Recently, researchers at the Shenyang Institute of Automation, Chinese Academy of Sciences, have developed a scanning micro-lens super-resolution imaging technique with real-time visual feedback capability that breaks the observation limit limited by the laws of optical diffraction under natural conditions to achieve life and non-life Super-resolution real-time observation of the sample, so that the nano-robot's eyes more "sharp." Relevant results published in the recent "Nature Newsletter" periodicals.
Optical microscope can observe the limit of the object size of 200nm, still can not meet the needs of scientific development. In order to break through the diffraction limit, researchers have developed a series of new optical imaging technologies such as STED, PALM and STORM, which greatly expand the human ability to observe the tiny world. "These imaging techniques often use time-space-replacement methods, which are slow, require fluorescence staining, and excite external laser lights. This makes these super-resolution fluorescence microscopes have some limitations in practical applications. Considering that nano-robot manipulators and Work environment, the limitations of these methods will be particularly prominent. "Dr. Wang Feifei, the first author of the paper said.

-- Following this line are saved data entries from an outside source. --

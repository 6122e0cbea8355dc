use std::{
    fs,
    io::ErrorKind,
    path::{Path, PathBuf},
};

use log::warn;
use serde::{Deserialize, Serialize};

use crate::{error::StoreError, store::write_atomic};

#[derive(Debug, Clone, Copy, PartialEq, Eq, Default, Serialize, Deserialize)]
#[serde(rename_all = "snake_case")]
pub enum StartupState {
    None,
    #[default]
    Off,
    On,
    LastState,
}

/// Single-line `<id>:<0|1>` file remembering one output's last level.
pub struct LastStateFile {
    path: PathBuf,
    id: String,
}

impl LastStateFile {
    pub fn new(path: impl Into<PathBuf>, id: impl Into<String>) -> Self {
        Self {
            path: path.into(),
            id: id.into(),
        }
    }

    pub fn in_dir(dir: &Path, id: &str) -> Self {
        Self::new(dir.join(format!("{id}.state")), id)
    }

    pub fn path(&self) -> &Path {
        &self.path
    }

    pub fn read(&self) -> Result<Option<bool>, StoreError> {
        let raw = match fs::read_to_string(&self.path) {
            Ok(raw) => raw,
            Err(err) if err.kind() == ErrorKind::NotFound => return Ok(None),
            Err(err) => return Err(err.into()),
        };

        let line = raw.trim();
        match line.split_once(':') {
            Some((id, "1")) if id == self.id => Ok(Some(true)),
            Some((id, "0")) if id == self.id => Ok(Some(false)),
            _ => {
                warn!("ignoring malformed last state `{line}` in {}", self.path.display());
                Ok(None)
            }
        }
    }

    pub fn write(&self, on: bool) -> Result<(), StoreError> {
        let line = format!("{}:{}\n", self.id, u8::from(on));
        write_atomic(&self.path, line.as_bytes())
    }
}
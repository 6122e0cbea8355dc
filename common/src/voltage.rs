use log::warn;

use crate::{
    clock::elapsed_ms,
    output::{fire, Callback},
};

/// 12-bit converter over a 0..3.3 V input.
pub const ADC_MAX_RAW: u16 = 4095;
pub const ADC_FULL_SCALE_MV: u32 = 3_300;

pub trait AnalogReader {
    fn read_raw(&mut self) -> Option<u16>;
}

impl<R: AnalogReader + ?Sized> AnalogReader for Box<R> {
    fn read_raw(&mut self) -> Option<u16> {
        (**self).read_raw()
    }
}

/// Resistor divider in front of the converter. `r1` sits on the measured
/// side, `r2` to ground. Either one at zero means a direct connection.
#[derive(Debug, Clone, Copy, PartialEq, Eq, Default)]
pub struct Divider {
    pub r1_ohms: u32,
    pub r2_ohms: u32,
}

impl Divider {
    pub fn new(r1_ohms: u32, r2_ohms: u32) -> Self {
        Self { r1_ohms, r2_ohms }
    }

    fn is_direct(self) -> bool {
        self.r1_ohms == 0 || self.r2_ohms == 0
    }

    pub fn to_millivolts(self, raw: u16) -> u32 {
        let pin_mv = u64::from(raw.min(ADC_MAX_RAW)) * u64::from(ADC_FULL_SCALE_MV)
            / u64::from(ADC_MAX_RAW);
        if self.is_direct() {
            return pin_mv as u32;
        }

        let scaled = pin_mv * (u64::from(self.r1_ohms) + u64::from(self.r2_ohms))
            / u64::from(self.r2_ohms);
        scaled.min(u64::from(u32::MAX)) as u32
    }

    pub fn to_raw(self, millivolts: u32) -> u16 {
        let pin_mv = if self.is_direct() {
            u64::from(millivolts)
        } else {
            u64::from(millivolts) * u64::from(self.r2_ohms)
                / (u64::from(self.r1_ohms) + u64::from(self.r2_ohms))
        };
        let raw = (pin_mv * u64::from(ADC_MAX_RAW)).div_ceil(u64::from(ADC_FULL_SCALE_MV));
        raw.min(u64::from(ADC_MAX_RAW)) as u16
    }
}

#[derive(Debug, Clone, Copy, PartialEq, Eq)]
pub enum SupplyLevel {
    Low,
    Normal,
    High,
}

/// Samples an analog input and reports moves larger than the change
/// threshold. A move that lands outside the safe range raises `on_low` or
/// `on_high` instead of `on_changed`, falling back to `on_changed` when that
/// callback is not registered.
pub struct VoltageMonitor<R> {
    reader: R,
    divider: Divider,
    change_threshold_mv: u32,
    min_mv: Option<u32>,
    max_mv: Option<u32>,
    sample_interval_ms: u32,
    last_sample_ms: Option<u32>,
    millivolts: u32,
    on_changed: Option<Callback>,
    on_low: Option<Callback>,
    on_high: Option<Callback>,
}

impl<R: AnalogReader> VoltageMonitor<R> {
    pub fn new(reader: R) -> Self {
        Self {
            reader,
            divider: Divider::default(),
            change_threshold_mv: 100,
            min_mv: None,
            max_mv: None,
            sample_interval_ms: 0,
            last_sample_ms: None,
            millivolts: 0,
            on_changed: None,
            on_low: None,
            on_high: None,
        }
    }

    pub fn with_divider(mut self, divider: Divider) -> Self {
        self.divider = divider;
        self
    }

    pub fn with_change_threshold(mut self, threshold_mv: u32) -> Self {
        self.change_threshold_mv = threshold_mv;
        self
    }

    pub fn with_sample_interval(mut self, interval_ms: u32) -> Self {
        self.sample_interval_ms = interval_ms;
        self
    }

    /// Zero leaves that side unbounded.
    pub fn set_safe_range(&mut self, min_mv: u32, max_mv: u32) {
        self.min_mv = (min_mv > 0).then_some(min_mv);
        self.max_mv = (max_mv > 0).then_some(max_mv);
    }

    pub fn on_changed(&mut self, callback: impl FnMut() + 'static) {
        self.on_changed = Some(Box::new(callback));
    }

    pub fn on_low(&mut self, callback: impl FnMut() + 'static) {
        self.on_low = Some(Box::new(callback));
    }

    pub fn on_high(&mut self, callback: impl FnMut() + 'static) {
        self.on_high = Some(Box::new(callback));
    }

    pub fn millivolts(&self) -> u32 {
        self.millivolts
    }

    pub fn level(&self) -> SupplyLevel {
        self.classify(self.millivolts)
    }

    pub fn tick(&mut self, now_ms: u32) {
        if let Some(last) = self.last_sample_ms {
            if elapsed_ms(now_ms, last) < self.sample_interval_ms {
                return;
            }
        }
        self.last_sample_ms = Some(now_ms);

        let Some(raw) = self.reader.read_raw() else {
            warn!("supply voltage read failed");
            return;
        };

        let millivolts = self.divider.to_millivolts(raw);
        if millivolts.abs_diff(self.millivolts) <= self.change_threshold_mv {
            return;
        }
        self.millivolts = millivolts;

        match self.classify(millivolts) {
            SupplyLevel::Low if self.on_low.is_some() => fire(&mut self.on_low),
            SupplyLevel::High if self.on_high.is_some() => fire(&mut self.on_high),
            _ => fire(&mut self.on_changed),
        }
    }

    fn classify(&self, millivolts: u32) -> SupplyLevel {
        if self.min_mv.is_some_and(|min| millivolts < min) {
            SupplyLevel::Low
        } else if self.max_mv.is_some_and(|max| millivolts > max) {
            SupplyLevel::High
        } else {
            SupplyLevel::Normal
        }
    }
}
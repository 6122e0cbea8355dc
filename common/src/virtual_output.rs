use crate::output::{OutputDriver, TimedOutput};

pub type Action = Box<dyn FnMut(u32)>;

/// Runs the open/close action before the power callbacks of the owning output.
pub struct ActionDriver {
    open: Option<Action>,
    close: Option<Action>,
}

impl ActionDriver {
    pub fn new(open: impl FnMut(u32) + 'static, close: impl FnMut(u32) + 'static) -> Self {
        Self {
            open: Some(Box::new(open)),
            close: Some(Box::new(close)),
        }
    }

    pub fn noop() -> Self {
        Self {
            open: None,
            close: None,
        }
    }
}

impl OutputDriver for ActionDriver {
    fn apply(&mut self, on: bool, now_ms: u32) {
        let action = if on { &mut self.open } else { &mut self.close };
        if let Some(action) = action.as_mut() {
            action(now_ms);
        }
    }
}

pub type VirtualOutput = TimedOutput<ActionDriver>;

impl TimedOutput<ActionDriver> {
    pub fn with_actions(
        open: impl FnMut(u32) + 'static,
        close: impl FnMut(u32) + 'static,
    ) -> Self {
        Self::new(ActionDriver::new(open, close))
    }

    pub fn set_open_action(&mut self, open: impl FnMut(u32) + 'static) {
        self.driver_mut().open = Some(Box::new(open));
    }

    pub fn set_close_action(&mut self, close: impl FnMut(u32) + 'static) {
        self.driver_mut().close = Some(Box::new(close));
    }

    pub fn open(&mut self, now_ms: u32) {
        self.on(now_ms);
    }

    pub fn close(&mut self, now_ms: u32) {
        self.off(now_ms);
    }

    pub fn open_for(&mut self, duration_ms: u32, now_ms: u32) {
        self.on_once(duration_ms, now_ms);
    }

    pub fn open_percentage(&mut self, percentage: u8, now_ms: u32) {
        self.on_percentage(percentage, now_ms);
    }

    pub fn is_open(&self) -> bool {
        self.is_on()
    }
}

Therefore, the micro-nano research group of Shenyang Automation Institute conducted an in-depth study on the physical mechanism of the super-resolution imaging of microlenses and proved the role played by evanescent waves in the super-resolution imaging of microlenses, and explained the sources of superresolution capability. The mechanism of lens imaging is studied. The theoretical analysis based on spectral analysis method is in good agreement with the experimental results. The method of improving the resolution of micro-lens based on the change of illumination conditions is put forward and the mechanism behind the theory is described.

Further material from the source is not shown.